By Bill Maine Executive Vice President & General Manager
Posted 6:00AM on Thursday 30th April 2020 ( 4 years ago )

What started as a way to burn off anxiety and find spiritual peace has become a way to burn off calories from funnel cake in a quest for candy apples.

Labyrinths have been around for centuries. They offer only one path to follow to find the center and in the process find one’s spiritual center. From ancient Greeks to Nordic fisherman, the labyrinth had special meaning. Somewhere along the way, the concept changed. I suspect it was by someone who in today’s times would be in radio. We tend to be rather creative in a devious way. Whoever these inventive souls were likely found the labyrinth a bit too soothing. So instead of having one clear path to follow, they made dead ends and blind alleys to confuse the person trying to make the journey. Thus, the maze was born.

Regardless of how it came about, the maze was and continues to be quite popular. These days you see corn mazes all over the place come autumn.  But in the 16th century you would find them made of herb plantings. Soon hedge mazes were quite popular among those who had land, money and a lot of patience.

“The hedge maze is all planted. Now we’ll just wait a few years and we can go out to play.”

That would never fly in today’s I-want-it-yesterday world. Hence corn mazes. The stuff is cheap to grow and matures much sooner than any hedge. Even so, there are quite a few hedge mazes in the world including the United States.  In fact, the largest permanent maze is on the Dole Pineapple Company’s property in Hawaii. It has 2.5 miles of paths.

Better than that is the Dixon, California corn maze at Cool Patch Pumpkins. It covers 60 acres. People have gotten lost in it for hours before finally giving up and calling on their cell phones for help. In fact, no one under 18 years of age is allowed in without an adult.

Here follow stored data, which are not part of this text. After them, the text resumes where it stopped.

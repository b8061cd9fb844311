//! Resolved bindings, as handed over by the dependency graph

use crate::code::CodeFragment;
use crate::types::{TypePath, TypeRef};

/// A resolved recipe for producing a value of the key type
///
/// Bindings are owned by the dependency graph and only read during code generation.
/// Dependencies of a binding are given as already generated expressions.
#[derive(Clone, Debug, PartialEq, Eq)]
pub struct Binding {
    key: TypeRef,
    kind: BindingKind,
}

/// How a binding produces its value
#[derive(Clone, Debug, PartialEq, Eq)]
pub enum BindingKind {
    /// Call a constructor of the bound type
    Injection {
        constructor: String,
        arguments: Vec<CodeFragment>,
    },
    /// Call a provider function of a module
    Provision {
        module: TypePath,
        method: String,
        arguments: Vec<CodeFragment>,
    },
    /// Instance given to the component when it was built
    BoundInstance { field: String },
    /// Set assembled from all its contributions
    MultiboundSet { elements: Vec<CodeFragment> },
}

impl Binding {
    pub fn new(key: TypeRef, kind: BindingKind) -> Self {
        Self { key, kind }
    }

    pub fn injection(
        key: TypeRef,
        constructor: &str,
        arguments: impl IntoIterator<Item = CodeFragment>,
    ) -> Self {
        Self::new(
            key,
            BindingKind::Injection {
                constructor: constructor.to_string(),
                arguments: arguments.into_iter().collect(),
            },
        )
    }

    pub fn provision(
        key: TypeRef,
        module: TypePath,
        method: &str,
        arguments: impl IntoIterator<Item = CodeFragment>,
    ) -> Self {
        Self::new(
            key,
            BindingKind::Provision {
                module,
                method: method.to_string(),
                arguments: arguments.into_iter().collect(),
            },
        )
    }

    pub fn bound_instance(key: TypeRef, field: &str) -> Self {
        Self::new(
            key,
            BindingKind::BoundInstance {
                field: field.to_string(),
            },
        )
    }

    pub fn multibound_set(key: TypeRef, elements: impl IntoIterator<Item = CodeFragment>) -> Self {
        Self::new(
            key,
            BindingKind::MultiboundSet {
                elements: elements.into_iter().collect(),
            },
        )
    }

    /// The bound type
    pub fn key(&self) -> &TypeRef {
        &self.key
    }

    pub fn kind(&self) -> &BindingKind {
        &self.kind
    }
}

While that’s an impressive challenge, I think a little American ingenuity would make things even more entertaining.

Around these parts, Jaemor Farms has one of the best corn mazes going. But with all due respect to the Echols family, I think they could increase the challenge without incurring additional cost.

They already have an apple cannon. So instead of letting folks shoot the apples at a target, why not let them fire a few salvos over the corn maze? In addition to figuring out how to get to the other end of the maze, you’d have to dodge Macintosh, Mutsu and Golden Delicious. Come out the other end without wearing apple sauce and you win a bag of boiled peanuts. Good as gold at our house. 

Additionally, we should be more creative in our maze construction. I’m not talking about the layout. I’m referring to the plant material.

There used to be a blackberry bramble at the edge of our yard when I was in my early teens. It was huge. So much, in fact, that my dad cut various paths through it to access as many berries as possible. I spent many a hot, sweaty hours in that bramble maze trying to pick my way to the other side, often getting snookered into picking down a dead end instead of the path to the other side. Dad was devious. Should have been in radio. He would have been a natural.

If they built a maze out of blackberry bushes, the object wouldn’t be just to get to the other side. It would be getting there with the most berries in your bucket picked in the shortest amount of time while acquiring fewer thorn sticks and chiggers than your opponent.

Why stop there? Let’s take things up another notch.

Poison ivy mazes would certainly be a challenge. Narrow pathways would make this a true adventure. Here again you make it a competition. The one who gets through the maze the first gets the Calamine lotion.

Of course, growing blackberry canes high enough and building trellises for the ivy would take time and require cultivating some land. For those wanting to get into the maze craze on the cheap, just buy a field covered in kudzu. Then plow a maze through it. The object here would be to get to the other end of the maze before the kudzu grew back and covered the path. I’m figuring on a hot Georgia day you’d have fifteen minutes at the most.

Better study that map before you enter!